The Bank utilizes an interest rate risk model widely recognized in the financial industry to monitor and measure interest rate risk. The model simulates the behavior of interest income and expense of all balance sheet and off-balance sheet instruments, under different interest rate scenarios together with a dynamic future balance sheet. Interest rate risk is measured in terms of potential changes in net interest income based upon shifts in the yield curve.
The interest rate risk sensitivity model requires that assets and liabilities be broken down into components as to fixed, variable, and adjustable interest rates, as well as other homogeneous groupings, which are segregated as to maturity and type of instrument. The model includes assumptions about how the balance sheet is likely to evolve through time and in different interest rate environments. The model uses contractual re-pricing dates for variable products, contractual maturities for fixed rate products, and product specific assumptions for deposits accounts, such as money market accounts, that are subject to re-pricing based on current market conditions. Re-pricing margins are also determined for adjustable rate assets and incorporated in the model. Investment securities and borrowings with call provisions, are examined on an individual basis in each rate environment to estimate the likelihood of a call. Prepayment assumptions for mortgage loans and mortgage backed securities are developed from industry median estimates of prepayment speeds, based upon similar coupon ranges and seasoning. Cash flows and maturities are then determined, and for certain assets, prepayment assumptions are estimated under different interest rate scenarios. Interest income and interest expense are then simulated under several hypothetical interest rate conditions including:
- A flat interest rate scenario in which current prevailing rates are locked in and the only balance sheet fluctuations that occur are due to cash flows, maturities, new volumes, and re-pricing volumes consistent with this flat rate assumption.
- A 200 basis point rise or decline in interest rates applied against a parallel shift in the yield curve over a twelve- month period together with a dynamic balance sheet anticipated to be consistent with such interest rate changes.
- Various non-parallel shifts in the yield curve, including changes in either short-term or long-term rates over a twelve-month horizon, together with a dynamic balance sheet anticipated to be consistent with such interest rate changes.
- An extension of the foregoing simulations to each of two, three, four and five year horizons to determine the interest rate risk with the level of interest rates stabilizing in years two through five.

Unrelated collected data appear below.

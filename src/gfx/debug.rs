use std::{borrow::Cow, ffi::CStr};

use ash::{ext, vk};
use thiserror::Error;

/// A single diagnostic forwarded by the validation layers.
#[derive(Debug, Clone)]
pub(crate) struct DebugMessage<'a> {
    pub severity: vk::DebugUtilsMessageSeverityFlagsEXT,
    pub category: vk::DebugUtilsMessageTypeFlagsEXT,
    pub id: i32,
    pub message: Cow<'a, str>,
}

impl DebugMessage<'_> {
    pub fn level(&self) -> log::Level {
        if self.severity.contains(vk::DebugUtilsMessageSeverityFlagsEXT::ERROR) {
            log::Level::Error
        } else if self
            .severity
            .contains(vk::DebugUtilsMessageSeverityFlagsEXT::WARNING)
        {
            log::Level::Warn
        } else if self.severity.contains(vk::DebugUtilsMessageSeverityFlagsEXT::INFO) {
            log::Level::Info
        } else {
            log::Level::Trace
        }
    }

    pub fn emit(&self) {
        log::log!(
            target: "vulkan",
            self.level(),
            "{:?} ({:?}): [ID: {}] {}",
            self.severity,
            self.category,
            self.id,
            self.message
        );
    }
}

unsafe extern "system" fn vulkan_debug_callback(
    message_severity: vk::DebugUtilsMessageSeverityFlagsEXT,
    message_type: vk::DebugUtilsMessageTypeFlagsEXT,
    callback_data: *const vk::DebugUtilsMessengerCallbackDataEXT,
    _user_data: *mut std::ffi::c_void,
) -> vk::Bool32 {
    if callback_data.is_null() {
        return vk::FALSE;
    }

    // SAFETY: The layers hand us a valid callback data pointer for the duration of the call.
    let callback_data = unsafe { *callback_data };
    let message = if callback_data.p_message.is_null() {
        Cow::from("")
    } else {
        unsafe { CStr::from_ptr(callback_data.p_message) }.to_string_lossy()
    };

    DebugMessage {
        severity: message_severity,
        category: message_type,
        id: callback_data.message_id_number,
        message,
    }
    .emit();

    vk::FALSE
}

#[derive(Debug, Error)]
pub enum DUMCreationError {
    #[error("vulkan call to create the messenger failed")]
    VulkanCreation(vk::Result),
}

pub(crate) struct DUMessenger {
    pub handle: vk::DebugUtilsMessengerEXT,
    pub loader: ext::debug_utils::Instance,
}

impl DUMessenger {
    pub(crate) fn create(
        entry: &ash::Entry,
        instance: &ash::Instance,
    ) -> Result<Self, DUMCreationError> {
        let loader = ext::debug_utils::Instance::new(entry, instance);

        let create_info = vk::DebugUtilsMessengerCreateInfoEXT::default()
            .message_severity(
                vk::DebugUtilsMessageSeverityFlagsEXT::ERROR
                    | vk::DebugUtilsMessageSeverityFlagsEXT::WARNING
                    | vk::DebugUtilsMessageSeverityFlagsEXT::INFO
                    | vk::DebugUtilsMessageSeverityFlagsEXT::VERBOSE,
            )
            .message_type(
                vk::DebugUtilsMessageTypeFlagsEXT::GENERAL
                    | vk::DebugUtilsMessageTypeFlagsEXT::VALIDATION
                    | vk::DebugUtilsMessageTypeFlagsEXT::PERFORMANCE,
            )
            .pfn_user_callback(Some(vulkan_debug_callback));
        // SAFETY: This is safe as long as the entry used to create the loader is still alive.
        let handle = unsafe { loader.create_debug_utils_messenger(&create_info, None) }
            .map_err(DUMCreationError::VulkanCreation)?;

        let messenger = Self { handle, loader };
        messenger.submit_self_test();

        Ok(messenger)
    }

    /// Pushes one verbose message through the whole callback chain.
    fn submit_self_test(&self) {
        let callback_data =
            vk::DebugUtilsMessengerCallbackDataEXT::default().message(c"debug messenger attached");
        unsafe {
            self.loader.submit_debug_utils_message(
                vk::DebugUtilsMessageSeverityFlagsEXT::VERBOSE,
                vk::DebugUtilsMessageTypeFlagsEXT::GENERAL,
                &callback_data,
            )
        };
    }
}

impl Drop for DUMessenger {
    fn drop(&mut self) {
        log::debug!("destroying debug utils messenger");
        // SAFETY: This is safe as long as the entry used to create the loader is still alive.
        unsafe { self.loader.destroy_debug_utils_messenger(self.handle, None) };
    }
}
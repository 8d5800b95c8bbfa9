// Compiles the GLSL sources next to this file into the SPIR-V binaries loaded at startup.

use std::path::Path;
use std::process::Command;

fn main() {
    println!("cargo:rerun-if-changed=shaders/triangle.vert");
    println!("cargo:rerun-if-changed=shaders/triangle.frag");

    compile_shader("shaders/triangle.vert", "shaders/vert.spv");
    compile_shader("shaders/triangle.frag", "shaders/frag.spv");
}

fn compile_shader(input: &str, output: &str) {
    let input_path = Path::new(input);
    let output_path = Path::new(output);

    let result = Command::new("glslc")
        .arg(input_path)
        .arg("-o")
        .arg(output_path)
        .status();

    match result {
        Ok(status) if status.success() => {}
        Ok(status) => {
            panic!("Failed to compile {}: exit code {:?}", input, status.code());
        }
        Err(e) => {
            // Missing binaries are reported by the program itself at startup.
            println!("cargo:warning=glslc not found ({e}), {input} was not compiled");
            println!("cargo:warning=compile it manually: glslc {input} -o {output}");
        }
    }
}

Even though rates remain stable during this two to five year time period, re-pricing opportunities driven by maturities, cash flow, and adjustable rate products will continue to change the balance sheet profile for each of the rate conditions.

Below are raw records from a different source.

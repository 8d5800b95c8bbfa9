//! The acquire, submit, present cycle as an explicit state machine.
//!
//! The loop does not know about Vulkan: it drives a [`FrameBackend`], one iteration per
//! call to [`FrameLoop::iterate`], and only tracks where the cycle stands.

/// Outcome of asking the presentation engine for an image.
#[derive(Debug, Clone, Copy, PartialEq, Eq)]
pub enum Acquire {
    Image(u32),
    /// The surface changed and the swapchain no longer matches it.
    Stale,
}

#[derive(Debug, Clone, Copy, PartialEq, Eq)]
pub enum Present {
    Presented,
    Stale,
}

pub trait FrameBackend {
    type Error;

    /// Blocks until the previous use of the frame slot retired and an image is available.
    fn acquire(&mut self) -> Result<Acquire, Self::Error>;

    fn submit(&mut self, image_index: u32) -> Result<(), Self::Error>;

    fn present(&mut self, image_index: u32) -> Result<Present, Self::Error>;

    /// Rebuilds everything bound to the surface. `false` when the surface currently has
    /// no area and nothing could be built.
    fn rebuild(&mut self) -> Result<bool, Self::Error>;

    /// Device-wide wait for all submitted work.
    fn wait_idle(&mut self) -> Result<(), Self::Error>;
}

#[derive(Debug, Clone, Copy, PartialEq, Eq)]
pub enum FrameState {
    Idle,
    Acquiring,
    Submitting,
    Presenting,
    Stale,
    Draining,
    Terminated,
}

#[derive(Debug)]
pub struct FrameLoop {
    state: FrameState,
    quit_requested: bool,
    // the last rebuild found no surface area, so nothing is in flight
    surface_unavailable: bool,
    frames_presented: u64,
}

impl Default for FrameLoop {
    fn default() -> Self {
        Self::new()
    }
}

impl FrameLoop {
    pub fn new() -> Self {
        Self {
            state: FrameState::Idle,
            quit_requested: false,
            surface_unavailable: false,
            frames_presented: 0,
        }
    }

    pub fn state(&self) -> FrameState {
        self.state
    }

    pub fn frames_presented(&self) -> u64 {
        self.frames_presented
    }

    pub fn quit_requested(&self) -> bool {
        self.quit_requested
    }

    /// Stale with a surface that had no area on the last rebuild attempt. Nothing changes
    /// until the window does, so there is no point in iterating eagerly.
    pub fn waiting_for_surface(&self) -> bool {
        self.state == FrameState::Stale && self.surface_unavailable
    }

    /// The frame in progress still completes; the loop drains at the end of the
    /// iteration.
    pub fn request_quit(&mut self) {
        if !self.quit_requested {
            log::info!("quit requested");
        }
        self.quit_requested = true;
    }

    /// Runs one iteration: a rebuild attempt when stale, otherwise one full frame. On
    /// error the loop stays in the state that failed and the caller is expected to
    /// [`drain`](Self::drain).
    pub fn iterate<B: FrameBackend>(&mut self, backend: &mut B) -> Result<FrameState, B::Error> {
        match self.state {
            FrameState::Terminated => return Ok(self.state),
            FrameState::Draining => return self.drain(backend),
            FrameState::Stale if self.quit_requested => return self.drain(backend),
            FrameState::Stale => {
                if !self.surface_unavailable {
                    backend.wait_idle()?;
                }
                if !backend.rebuild()? {
                    log::trace!("surface has no area, staying stale");
                    self.surface_unavailable = true;
                    return Ok(self.state);
                }
                log::debug!("surface resources rebuilt");
                self.surface_unavailable = false;
                self.state = FrameState::Idle;
            }
            FrameState::Idle
            | FrameState::Acquiring
            | FrameState::Submitting
            | FrameState::Presenting => (),
        }

        self.run_frame(backend)?;

        if self.quit_requested {
            return self.drain(backend);
        }

        Ok(self.state)
    }

    fn run_frame<B: FrameBackend>(&mut self, backend: &mut B) -> Result<(), B::Error> {
        self.state = FrameState::Acquiring;
        let image_index = match backend.acquire()? {
            Acquire::Image(index) => index,
            Acquire::Stale => {
                log::warn!("swapchain out of date on acquire");
                self.state = FrameState::Stale;
                return Ok(());
            }
        };

        self.state = FrameState::Submitting;
        backend.submit(image_index)?;

        self.state = FrameState::Presenting;
        match backend.present(image_index)? {
            Present::Presented => {
                self.frames_presented += 1;
                self.state = FrameState::Idle;
            }
            Present::Stale => {
                log::warn!("swapchain out of date on present");
                self.state = FrameState::Stale;
            }
        }

        Ok(())
    }

    /// Waits for the device to go idle and terminates. Safe to call from any state.
    pub fn drain<B: FrameBackend>(&mut self, backend: &mut B) -> Result<FrameState, B::Error> {
        if self.state == FrameState::Terminated {
            return Ok(self.state);
        }

        self.state = FrameState::Draining;
        backend.wait_idle()?;
        self.state = FrameState::Terminated;
        log::info!("frame loop terminated after {} frame(s)", self.frames_presented);

        Ok(self.state)
    }
}

#[cfg(test)]
mod tests {
    use std::collections::VecDeque;

    use super::*;

    #[derive(Debug, Clone, Copy, PartialEq, Eq)]
    enum Call {
        Acquire,
        Submit(u32),
        Present(u32),
        Rebuild,
        WaitIdle,
    }

    #[derive(Debug, PartialEq, Eq)]
    struct DeviceLost;

    #[derive(Default)]
    struct MockBackend {
        calls: Vec<Call>,
        acquires: VecDeque<Result<Acquire, DeviceLost>>,
        presents: VecDeque<Present>,
        rebuilds: VecDeque<bool>,
        next_image: u32,
    }

    impl FrameBackend for MockBackend {
        type Error = DeviceLost;

        fn acquire(&mut self) -> Result<Acquire, DeviceLost> {
            self.calls.push(Call::Acquire);
            match self.acquires.pop_front() {
                Some(result) => result,
                None => {
                    let index = self.next_image;
                    self.next_image = (self.next_image + 1) % 3;
                    Ok(Acquire::Image(index))
                }
            }
        }

        fn submit(&mut self, image_index: u32) -> Result<(), DeviceLost> {
            self.calls.push(Call::Submit(image_index));
            Ok(())
        }

        fn present(&mut self, image_index: u32) -> Result<Present, DeviceLost> {
            self.calls.push(Call::Present(image_index));
            Ok(self.presents.pop_front().unwrap_or(Present::Presented))
        }

        fn rebuild(&mut self) -> Result<bool, DeviceLost> {
            self.calls.push(Call::Rebuild);
            Ok(self.rebuilds.pop_front().unwrap_or(true))
        }

        fn wait_idle(&mut self) -> Result<(), DeviceLost> {
            self.calls.push(Call::WaitIdle);
            Ok(())
        }
    }

    #[test]
    fn frame_runs_acquire_submit_present() {
        let mut backend = MockBackend::default();
        let mut frame_loop = FrameLoop::new();

        assert_eq!(frame_loop.iterate(&mut backend), Ok(FrameState::Idle));
        assert_eq!(frame_loop.iterate(&mut backend), Ok(FrameState::Idle));
        assert_eq!(
            backend.calls,
            vec![
                Call::Acquire,
                Call::Submit(0),
                Call::Present(0),
                Call::Acquire,
                Call::Submit(1),
                Call::Present(1),
            ]
        );
        assert_eq!(frame_loop.frames_presented(), 2);
    }

    #[test]
    fn quit_finishes_frame_then_drains() {
        let mut backend = MockBackend::default();
        let mut frame_loop = FrameLoop::new();

        frame_loop.request_quit();
        assert!(frame_loop.quit_requested());
        assert_eq!(frame_loop.iterate(&mut backend), Ok(FrameState::Terminated));
        assert_eq!(
            backend.calls,
            vec![
                Call::Acquire,
                Call::Submit(0),
                Call::Present(0),
                Call::WaitIdle
            ]
        );
    }

    #[test]
    fn wait_idle_is_the_last_call() {
        let mut backend = MockBackend::default();
        let mut frame_loop = FrameLoop::new();

        for _ in 0..4 {
            frame_loop.iterate(&mut backend).unwrap();
        }
        frame_loop.request_quit();
        frame_loop.iterate(&mut backend).unwrap();

        assert_eq!(backend.calls.last(), Some(&Call::WaitIdle));
        assert_eq!(
            backend
                .calls
                .iter()
                .filter(|call| **call == Call::WaitIdle)
                .count(),
            1
        );
        assert_eq!(frame_loop.frames_presented(), 5);
    }

    #[test]
    fn stale_acquire_skips_submission_and_rebuilds() {
        let mut backend = MockBackend {
            acquires: VecDeque::from([Ok(Acquire::Stale)]),
            ..Default::default()
        };
        let mut frame_loop = FrameLoop::new();

        assert_eq!(frame_loop.iterate(&mut backend), Ok(FrameState::Stale));
        assert_eq!(backend.calls, vec![Call::Acquire]);

        assert_eq!(frame_loop.iterate(&mut backend), Ok(FrameState::Idle));
        assert_eq!(
            backend.calls[1..],
            [
                Call::WaitIdle,
                Call::Rebuild,
                Call::Acquire,
                Call::Submit(0),
                Call::Present(0),
            ]
        );
    }

    #[test]
    fn stale_present_rebuilds_next_iteration() {
        let mut backend = MockBackend {
            presents: VecDeque::from([Present::Stale]),
            ..Default::default()
        };
        let mut frame_loop = FrameLoop::new();

        assert_eq!(frame_loop.iterate(&mut backend), Ok(FrameState::Stale));
        assert_eq!(frame_loop.frames_presented(), 0);

        assert_eq!(frame_loop.iterate(&mut backend), Ok(FrameState::Idle));
        assert!(backend.calls.contains(&Call::Rebuild));
        assert_eq!(frame_loop.frames_presented(), 1);
    }

    #[test]
    fn zero_area_surface_stays_stale() {
        let mut backend = MockBackend {
            acquires: VecDeque::from([Ok(Acquire::Stale)]),
            rebuilds: VecDeque::from([false, false]),
            ..Default::default()
        };
        let mut frame_loop = FrameLoop::new();

        frame_loop.iterate(&mut backend).unwrap();
        assert!(!frame_loop.waiting_for_surface());
        assert_eq!(frame_loop.iterate(&mut backend), Ok(FrameState::Stale));
        assert!(frame_loop.waiting_for_surface());
        assert_eq!(frame_loop.iterate(&mut backend), Ok(FrameState::Stale));
        assert!(!backend.calls.iter().any(|call| matches!(call, Call::Submit(_))));

        assert_eq!(frame_loop.iterate(&mut backend), Ok(FrameState::Idle));
        assert!(!frame_loop.waiting_for_surface());
    }

    #[test]
    fn zero_area_surface_does_not_wait_idle_again() {
        let mut backend = MockBackend {
            acquires: VecDeque::from([Ok(Acquire::Stale)]),
            rebuilds: VecDeque::from([false, false, false]),
            ..Default::default()
        };
        let mut frame_loop = FrameLoop::new();

        for _ in 0..4 {
            frame_loop.iterate(&mut backend).unwrap();
        }

        assert_eq!(
            backend.calls,
            vec![
                Call::Acquire,
                Call::WaitIdle,
                Call::Rebuild,
                Call::Rebuild,
                Call::Rebuild,
            ]
        );
    }

    #[test]
    fn quit_while_waiting_for_surface_still_waits_idle() {
        let mut backend = MockBackend {
            acquires: VecDeque::from([Ok(Acquire::Stale)]),
            rebuilds: VecDeque::from([false]),
            ..Default::default()
        };
        let mut frame_loop = FrameLoop::new();

        frame_loop.iterate(&mut backend).unwrap();
        frame_loop.iterate(&mut backend).unwrap();
        frame_loop.request_quit();

        assert_eq!(frame_loop.iterate(&mut backend), Ok(FrameState::Terminated));
        assert_eq!(backend.calls.last(), Some(&Call::WaitIdle));
    }

    #[test]
    fn quit_while_stale_drains_without_rebuild() {
        let mut backend = MockBackend {
            acquires: VecDeque::from([Ok(Acquire::Stale)]),
            ..Default::default()
        };
        let mut frame_loop = FrameLoop::new();

        frame_loop.iterate(&mut backend).unwrap();
        frame_loop.request_quit();

        assert_eq!(frame_loop.iterate(&mut backend), Ok(FrameState::Terminated));
        assert_eq!(backend.calls, vec![Call::Acquire, Call::WaitIdle]);
    }

    #[test]
    fn terminated_loop_does_nothing() {
        let mut backend = MockBackend::default();
        let mut frame_loop = FrameLoop::new();

        frame_loop.request_quit();
        frame_loop.iterate(&mut backend).unwrap();
        let calls = backend.calls.len();

        assert_eq!(frame_loop.iterate(&mut backend), Ok(FrameState::Terminated));
        assert_eq!(frame_loop.drain(&mut backend), Ok(FrameState::Terminated));
        assert_eq!(backend.calls.len(), calls);
    }

    #[test]
    fn errors_propagate_and_drain_still_works() {
        let mut backend = MockBackend {
            acquires: VecDeque::from([Err(DeviceLost)]),
            ..Default::default()
        };
        let mut frame_loop = FrameLoop::new();

        assert_eq!(frame_loop.iterate(&mut backend), Err(DeviceLost));
        assert_eq!(frame_loop.state(), FrameState::Acquiring);

        assert_eq!(frame_loop.drain(&mut backend), Ok(FrameState::Terminated));
        assert_eq!(backend.calls, vec![Call::Acquire, Call::WaitIdle]);
    }
}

Changes in net interest income based upon the foregoing simulations are measured against the flat interest rate scenario and actions are taken to maintain the balance sheet interest rate risk within established policy guidelines.

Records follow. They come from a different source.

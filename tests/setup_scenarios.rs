use std::{fs, path::PathBuf};

use kiln::{
    ash::vk,
    gfx::{
        DUMCreationError, InstanceCreateError,
        capabilities::{self, QueueFamilyInfo, QueueStrategy},
        commands::RecordedCommand,
        context::ContextCreateError,
        frame, shader, swapchain,
    },
};

const BLACK: [f32; 4] = [0.0, 0.0, 0.0, 1.0];

fn surface_capabilities() -> vk::SurfaceCapabilitiesKHR {
    vk::SurfaceCapabilitiesKHR {
        min_image_count: 2,
        max_image_count: 3,
        current_extent: vk::Extent2D {
            width: 1280,
            height: 720,
        },
        ..Default::default()
    }
}

fn scratch_dir(name: &str) -> PathBuf {
    let dir = std::env::temp_dir().join(format!("kiln-{}-{name}", std::process::id()));
    fs::create_dir_all(&dir).expect("scratch directory should be creatable");
    dir
}

#[test]
fn window_720p_with_two_to_three_images() {
    let capabilities = surface_capabilities();
    let extent = swapchain::choose_extent(
        &capabilities,
        vk::Extent2D {
            width: 1,
            height: 1,
        },
    );
    let image_count = swapchain::choose_image_count(&capabilities);

    assert_eq!((extent.width, extent.height), (1280, 720));
    assert_eq!(image_count, 3);

    let plans = frame::frame_plans(
        image_count as usize,
        BLACK,
        QueueStrategy::Shared { family_index: 0 },
    );
    assert_eq!(plans.len(), 3);
    for plan in &plans {
        let draws: Vec<_> = plan
            .graphics
            .iter()
            .filter(|command| matches!(command, RecordedCommand::Draw { .. }))
            .collect();
        assert_eq!(
            draws,
            [&RecordedCommand::Draw {
                vertex_count: 3,
                instance_count: 1,
                first_vertex: 0,
                first_instance: 0,
            }]
        );
    }
}

#[test]
fn split_families_still_draw_once_per_image() {
    let families = [
        QueueFamilyInfo {
            index: 0,
            queue_count: 1,
            graphics: true,
            compute: true,
            transfer: true,
            protected: false,
            sparse_binding: false,
            present: false,
        },
        QueueFamilyInfo {
            index: 1,
            queue_count: 1,
            graphics: false,
            compute: false,
            transfer: true,
            protected: false,
            sparse_binding: false,
            present: true,
        },
    ];
    let strategy =
        capabilities::resolve_queue_strategy(&families).expect("two families should combine");
    assert!(strategy.is_split());

    let plans = frame::frame_plans(3, BLACK, strategy);
    for plan in &plans {
        let draw_count = plan
            .graphics
            .iter()
            .filter(|command| matches!(command, RecordedCommand::Draw { .. }))
            .count();
        assert_eq!(draw_count, 1);
        assert!(plan.present_acquire.is_some());
    }
}

#[test]
fn zero_length_shader_is_rejected_at_load() {
    let dir = scratch_dir("empty-shader");
    fs::write(dir.join(shader::VERTEX_SHADER_FILE), b"").expect("write should succeed");
    fs::write(dir.join(shader::FRAGMENT_SHADER_FILE), b"").expect("write should succeed");

    let err = shader::ShaderBinaries::load(&dir).unwrap_err();
    assert!(matches!(err, shader::ShaderReadError::Empty { .. }));

    fs::remove_dir_all(&dir).ok();
}

#[test]
fn malformed_shader_is_rejected_at_load() {
    let dir = scratch_dir("malformed-shader");
    fs::write(dir.join(shader::VERTEX_SHADER_FILE), b"not spirv").expect("write should succeed");
    fs::write(dir.join(shader::FRAGMENT_SHADER_FILE), b"not spirv").expect("write should succeed");

    let err = shader::ShaderBinaries::load(&dir).unwrap_err();
    assert!(matches!(err, shader::ShaderReadError::BadMagic { .. }));

    fs::remove_dir_all(&dir).ok();
}

#[test]
fn header_only_magic_is_rejected_at_load() {
    let dir = scratch_dir("truncated-shader");
    let magic = 0x0723_0203_u32.to_le_bytes();
    fs::write(dir.join(shader::VERTEX_SHADER_FILE), magic).expect("write should succeed");
    fs::write(dir.join(shader::FRAGMENT_SHADER_FILE), magic).expect("write should succeed");

    let err = shader::ShaderBinaries::load(&dir).unwrap_err();
    assert!(matches!(
        err,
        shader::ShaderReadError::Truncated { words: 1, .. }
    ));

    fs::remove_dir_all(&dir).ok();
}

#[test]
fn instance_and_messenger_failures_can_be_matched() {
    let instance_err: ContextCreateError =
        InstanceCreateError::VulkanCreation(vk::Result::ERROR_INCOMPATIBLE_DRIVER).into();
    assert!(matches!(
        instance_err,
        ContextCreateError::InstanceCreation(InstanceCreateError::VulkanCreation(
            vk::Result::ERROR_INCOMPATIBLE_DRIVER
        ))
    ));

    let messenger_err: ContextCreateError =
        DUMCreationError::VulkanCreation(vk::Result::ERROR_OUT_OF_HOST_MEMORY).into();
    assert!(matches!(
        messenger_err,
        ContextCreateError::DUMCreation(DUMCreationError::VulkanCreation(_))
    ));
}

#[test]
fn first_device_is_selected() {
    let devices = ["discrete", "integrated", "cpu"];
    assert_eq!(capabilities::select_device(devices), Some("discrete"));
    assert_eq!(capabilities::select_device(Vec::<&str>::new()), None);
}
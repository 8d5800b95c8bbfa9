// re-exports
pub use ash;
pub use winit;

pub mod application;
pub mod gfx;

mod debug;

The following table summarizes the Bank's net interest income sensitivity analysis as of September 30, 2006, over one and two-year horizons and under different interest rate scenarios.
INTEREST RATE RISK
CHANGE IN NET INTEREST INCOME FROM THE FLAT RATE SCENARIO
SEPTEMBER 30, 2006
(Dollars in thousands) | -200 Basis Points Parallel Yield Curve Shift | +200 Basis Points Parallel Yield Curve Shift | -200 Basis Points |
Year 1 | |||
Net interest income change ($) | $1,442 | ($2,065) | $1,856 |
Net interest income change (%) | 6.44% | (9.23%) | 8.29% |
Year 2 | |||
Net interest income change vs. year one base ($) | $2,546 | ($2,136) | $4,777 |
Net interest income change vs. year one base (%) | 11.38% | (9.55%) | 21.35% |
The foregoing interest rate sensitivity modeling results indicate that the Bank’s balance sheet is liability sensitive and is favorably positioned for declining interest rates over the one and two-year horizons. The interest rate sensitivity model also suggests that the Bank is exposed to a parallel increase in short-term and long-term rates over the one and two-year horizons but, as discussed below, management believes that this is a scenario that is less likely to occur.
At September 30, 2006, the U.S. Treasury yield curve ("yield curve") was inverted, with the two and ten-year U.S. Treasury notes closing at 4.68% and 4.63%, respectively. Given this historical phenomenon, interest rate risk sensitivity modeling is more challenging than would traditionally be the case. Traditional modeling of parallel movements in the September 30, 2006 yield curve would suggest that it would remain inverted in either an increasing or declining interest rate environment, a scenario management believes is not likely and one that has historically not occurred. These challenges are discussed in the following discussion and analysis covering the Bank’s interest rate risk sensitivity.
Assuming interest rates remain at their current levels and the Bank’s balance sheet structure and size remain at current levels, the interest rate sensitivity simulation model suggests that net interest income will trend slowly upward over the one and two-year horizons. The upward trend principally results from the re-investment of security and loan cash flows into higher current interest rate levels, while loans will "index up" in response to past interest rate movements more quickly than funding costs. Although short-term market interest rates have risen with the increases in the Federal Funds rate, the Bank has generally lagged the market with respect to the pricing of certain non-maturity deposit rates without a material run-off in balances. Margins could narrow if the Bank is prompted to increase deposit interest rates in response to competitive market pricing pressures. Management anticipates that continued earning asset growth would be needed to meaningfully increase the Bank’s current level of net interest income, should interest rates remain at current levels.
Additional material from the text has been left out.